Drain Testing-What are the Risks?
Plumbing drain testing has become a common occurrence when purchasing an older home known or suspected to have been built using cast iron for drain lines. In older homes in the Houston area, those built before the 70s, cast iron was commonly used for sanitary sewer drain pipe in both residential and commercial construction. For buildings with foundation resting on the ground the sewer pipes were buried in the soil below the foundation before concrete was placed for the foundation. This makes accessing these pipes for evaluation, service, or replacement costly and more difficult. Since cast iron is known to have an average life expectancy of 40-60 years in our soils and around 70 years above grade the pipe may be ready for replacement in many older homes. Damage to plumbing drains also commonly occurs in buildings having had foundation repairs due to soil movement or as the building is lifted.
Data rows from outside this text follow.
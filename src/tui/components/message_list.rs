//! # MessageList Component
//!
//! Scrollable view of the chat bubbles.
//!
//! ## Responsibilities
//!
//! - Display bubbles in arrival order
//! - Keep the newest bubble in view while the user hasn't scrolled away
//! - Cache bubble heights so only new bubbles are measured each frame
//!
//! ## Architecture
//!
//! `MessageList` is a transient component (created each frame) that wraps
//! `&'a mut MessageListState` (persistent state) and the bubble slice (props).
//! Bubbles never change once appended, so the layout cache only grows;
//! the event loop resets the state when the history is replaced by a clear.

use ratatui::Frame;
use ratatui::layout::{Alignment, Position, Rect, Size};
use ratatui::style::{Modifier, Style};
use ratatui::widgets::Paragraph;
use tui_scrollview::{ScrollView, ScrollViewState, ScrollbarVisibility};

use crate::core::message::Bubble;
use crate::tui::component::{Component, EventHandler};
use crate::tui::components::message::Message;
use crate::tui::event::TuiEvent;

/// Layout and scroll state for the message list.
/// Must be persisted in the parent TuiState.
pub struct MessageListState {
    pub scroll_state: ScrollViewState,
    pub layout: LayoutCache,
    /// When true, auto-scroll to bottom on new content
    pub stick_to_bottom: bool,
    /// Last known viewport height (for scroll clamping between frames)
    pub viewport_height: u16,
}

impl Default for MessageListState {
    fn default() -> Self {
        Self::new()
    }
}

impl MessageListState {
    pub fn new() -> Self {
        Self {
            scroll_state: ScrollViewState::default(),
            layout: LayoutCache::new(),
            stick_to_bottom: true,
            viewport_height: 0,
        }
    }

    fn max_offset(&self) -> u16 {
        self.layout.total_height().saturating_sub(self.viewport_height)
    }

    /// Clamp scroll offset so it never exceeds the content bounds.
    pub fn clamp_scroll(&mut self) {
        let max_y = self.max_offset();
        let current = self.scroll_state.offset();
        if current.y > max_y {
            self.scroll_state.set_offset(Position {
                x: current.x,
                y: max_y,
            });
        }
    }

    /// Re-engage auto-scroll once the user has scrolled back to the end.
    pub fn repin_if_at_bottom(&mut self) {
        let max_y = self.max_offset();
        let current = self.scroll_state.offset();
        if current.y >= max_y {
            self.stick_to_bottom = true;
            self.scroll_state.set_offset(Position {
                x: current.x,
                y: max_y,
            });
        }
    }

    /// True when content exists below the visible area.
    pub fn has_unseen_content(&self) -> bool {
        !self.stick_to_bottom && self.scroll_state.offset().y < self.max_offset()
    }
}

/// Scrollable conversation view component.
/// Created fresh each frame with references to state and data.
pub struct MessageList<'a> {
    pub state: &'a mut MessageListState,
    pub bubbles: &'a [Bubble],
}

impl<'a> MessageList<'a> {
    pub fn new(state: &'a mut MessageListState, bubbles: &'a [Bubble]) -> Self {
        Self { state, bubbles }
    }
}

impl<'a> Component for MessageList<'a> {
    fn render(&mut self, frame: &mut Frame, area: Rect) {
        if self.bubbles.is_empty() {
            let hint = Paragraph::new("Type a message and press Enter")
                .alignment(Alignment::Center)
                .style(Style::default().add_modifier(Modifier::DIM));
            let y = area.y + area.height / 2;
            frame.render_widget(hint, Rect::new(area.x, y, area.width, 1.min(area.height)));
            return;
        }

        let content_width = area.width.saturating_sub(1); // -1 for scrollbar

        // 1. Measure bubbles the cache hasn't seen yet
        let layout = &mut self.state.layout;
        let reusable = layout.reusable_count(self.bubbles.len(), content_width);
        layout.heights.truncate(reusable);
        for bubble in self.bubbles.iter().skip(layout.heights.len()) {
            layout
                .heights
                .push(Message::calculate_height(bubble, content_width));
        }
        layout.rebuild_prefix_heights();
        layout.update_metadata(self.bubbles.len(), content_width);

        let total_height = layout.total_height();

        // 2. Pin to the bottom, or clamp a manual scroll position
        self.state.viewport_height = area.height;
        if self.state.stick_to_bottom {
            let bottom = self.state.max_offset();
            self.state.scroll_state.set_offset(Position { x: 0, y: bottom });
        } else {
            self.state.clamp_scroll();
        }

        let scroll_offset = self.state.scroll_state.offset().y;
        let visible_range = self.state.layout.visible_range(scroll_offset, area.height);

        // 3. Render only the visible bubbles into the ScrollView
        let mut scroll_view = ScrollView::new(Size::new(content_width, total_height))
            .vertical_scrollbar_visibility(ScrollbarVisibility::Always)
            .horizontal_scrollbar_visibility(ScrollbarVisibility::Never);

        let mut y_offset: u16 = if visible_range.start > 0 {
            self.state.layout.prefix_heights[visible_range.start - 1]
        } else {
            0
        };

        for i in visible_range {
            let height = self.state.layout.heights[i];
            let rect = Rect::new(0, y_offset, content_width, height);
            scroll_view.render_widget(Message::new(&self.bubbles[i]), rect);
            y_offset += height;
        }

        frame.render_stateful_widget(scroll_view, area, &mut self.state.scroll_state);
    }
}

/// EventHandler lives on `MessageListState` because `MessageList` is rebuilt
/// every frame and cannot hold the scroll position.
impl EventHandler for MessageListState {
    type Event = ();

    fn handle_event(&mut self, event: &TuiEvent) -> Option<Self::Event> {
        match event {
            TuiEvent::ScrollUp => {
                self.scroll_state.scroll_up();
                self.stick_to_bottom = false;
            }
            TuiEvent::ScrollDown => {
                self.scroll_state.scroll_down();
                self.repin_if_at_bottom();
            }
            TuiEvent::ScrollPageUp => {
                self.scroll_state.scroll_page_up();
                self.stick_to_bottom = false;
            }
            TuiEvent::ScrollPageDown => {
                self.scroll_state.scroll_page_down();
                self.repin_if_at_bottom();
            }
            TuiEvent::End => {
                self.stick_to_bottom = true;
                let bottom = self.max_offset();
                self.scroll_state.set_offset(Position { x: 0, y: bottom });
            }
            _ => {}
        }
        None
    }
}

/// Cached bubble heights at one content width.
pub struct LayoutCache {
    pub heights: Vec<u16>,
    /// Running sums of `heights`; entry i is the bottom edge of bubble i.
    pub prefix_heights: Vec<u16>,
    message_count: usize,
    content_width: u16,
}

impl Default for LayoutCache {
    fn default() -> Self {
        Self::new()
    }
}

impl LayoutCache {
    pub fn new() -> Self {
        Self {
            heights: Vec::new(),
            prefix_heights: Vec::new(),
            message_count: 0,
            content_width: 0,
        }
    }

    /// How many cached heights are still valid for `message_count` bubbles
    /// at `content_width`.
    pub fn reusable_count(&self, message_count: usize, content_width: u16) -> usize {
        if self.content_width != content_width || message_count < self.message_count {
            return 0;
        }
        self.heights.len().min(message_count)
    }

    pub fn update_metadata(&mut self, message_count: usize, content_width: u16) {
        self.message_count = message_count;
        self.content_width = content_width;
    }

    pub fn rebuild_prefix_heights(&mut self) {
        self.prefix_heights = self
            .heights
            .iter()
            .scan(0u16, |acc, &h| {
                *acc = acc.saturating_add(h);
                Some(*acc)
            })
            .collect();
    }

    pub fn total_height(&self) -> u16 {
        self.prefix_heights.last().copied().unwrap_or(0)
    }

    /// Bubbles overlapping the viewport, plus half a viewport either side.
    pub fn visible_range(&self, scroll_offset: u16, viewport_height: u16) -> std::ops::Range<usize> {
        let buffer = viewport_height / 2;
        let buffered_start = scroll_offset.saturating_sub(buffer);
        let buffered_end = scroll_offset
            .saturating_add(viewport_height)
            .saturating_add(buffer);

        let start = self
            .prefix_heights
            .partition_point(|&end| end <= buffered_start);
        let end = self
            .prefix_heights
            .partition_point(|&end| end < buffered_end)
            .saturating_add(1)
            .min(self.prefix_heights.len());

        start..end
    }
}

#[cfg(test)]
mod tests {
    use super::*;
    use ratatui::Terminal;
    use ratatui::backend::TestBackend;

    fn cache_with(heights: &[u16], width: u16) -> LayoutCache {
        let mut cache = LayoutCache::new();
        cache.heights = heights.to_vec();
        cache.rebuild_prefix_heights();
        cache.update_metadata(heights.len(), width);
        cache
    }

    #[test]
    fn test_layout_cache_reusable() {
        let cache = cache_with(&[3, 3, 3], 80);

        // Same everything → all reusable
        assert_eq!(cache.reusable_count(3, 80), 3);
        // New bubble appended → cached ones stay valid
        assert_eq!(cache.reusable_count(4, 80), 3);
        // Width changed → remeasure everything
        assert_eq!(cache.reusable_count(3, 40), 0);
        // Fewer bubbles than cached → history was replaced
        assert_eq!(cache.reusable_count(1, 80), 0);
    }

    #[test]
    fn test_prefix_heights_and_total() {
        let cache = cache_with(&[3, 5, 2], 80);
        assert_eq!(cache.prefix_heights, vec![3, 8, 10]);
        assert_eq!(cache.total_height(), 10);
        assert_eq!(LayoutCache::new().total_height(), 0);
    }

    #[test]
    fn test_visible_range_skips_far_bubbles() {
        let cache = cache_with(&[10; 10], 80); // 100 rows
        // Viewport rows 50..60, buffer 5 either side → rows 45..65
        let range = cache.visible_range(50, 10);
        assert_eq!(range, 4..7);
    }

    #[test]
    fn test_scroll_up_unpins_and_end_repins() {
        let mut state = MessageListState::new();
        state.layout = cache_with(&[10; 5], 80);
        state.viewport_height = 10;
        state.scroll_state.set_offset(Position { x: 0, y: 40 });

        state.handle_event(&TuiEvent::ScrollUp);
        assert!(!state.stick_to_bottom);
        assert!(state.has_unseen_content());

        state.handle_event(&TuiEvent::End);
        assert!(state.stick_to_bottom);
        assert!(!state.has_unseen_content());
    }

    #[test]
    fn test_scroll_down_to_end_repins() {
        let mut state = MessageListState::new();
        state.layout = cache_with(&[10; 5], 80);
        state.viewport_height = 10;
        state.stick_to_bottom = false;
        state.scroll_state.set_offset(Position { x: 0, y: 39 });

        state.handle_event(&TuiEvent::ScrollDown);
        assert!(state.stick_to_bottom);
        assert_eq!(state.scroll_state.offset().y, 40);
    }

    #[test]
    fn test_render_shows_latest_bubble() {
        let bubbles: Vec<Bubble> = (0..20).map(|i| Bubble::bot(format!("reply {i}"))).collect();
        let mut state = MessageListState::new();
        let mut terminal = Terminal::new(TestBackend::new(40, 12)).unwrap();

        terminal
            .draw(|f| MessageList::new(&mut state, &bubbles).render(f, f.area()))
            .unwrap();

        let text: String = terminal
            .backend()
            .buffer()
            .content()
            .iter()
            .map(|c| c.symbol())
            .collect();
        assert!(text.contains("reply 19"));
        assert!(!text.contains("reply 0 "));
        assert_eq!(state.layout.heights.len(), 20);
    }

    #[test]
    fn test_render_empty_shows_hint() {
        let mut state = MessageListState::new();
        let mut terminal = Terminal::new(TestBackend::new(40, 5)).unwrap();
        terminal
            .draw(|f| MessageList::new(&mut state, &[]).render(f, f.area()))
            .unwrap();

        let text: String = terminal
            .backend()
            .buffer()
            .content()
            .iter()
            .map(|c| c.symbol())
            .collect();
        assert!(text.contains("Type a message"));
    }
}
Testing should always be performed after such repairs.
Although the visible portions of drain pipes may look to be in good condition underground pipes often corrode through from the inside or separate due to movement in the soil or foundation, which often is not visible and results in holes that can leak water or allow root intrusion. When this occurs, it can result in performance problems such as frequent clogging of the drain, permanent collapse and failure to drain, or leaking of water to the soil below grade. Leaks in drains below the foundation can cause problems that result in differential movement in a building’s foundation, creating a need for foundation repair. Testing of older drains can identify these problems early before they result in failure of the drains or damage to the foundation. Homes with cast iron drain systems over 40 years old, or where known repairs or replacement has been performed, are good candidates for testing, and evaluation of the drains should be performed through hydrostatic testing or through camera testing depending upon site conditions and goals. Both tests provide useful but different information although they have some overlap and it may make sense to perform both in some cases.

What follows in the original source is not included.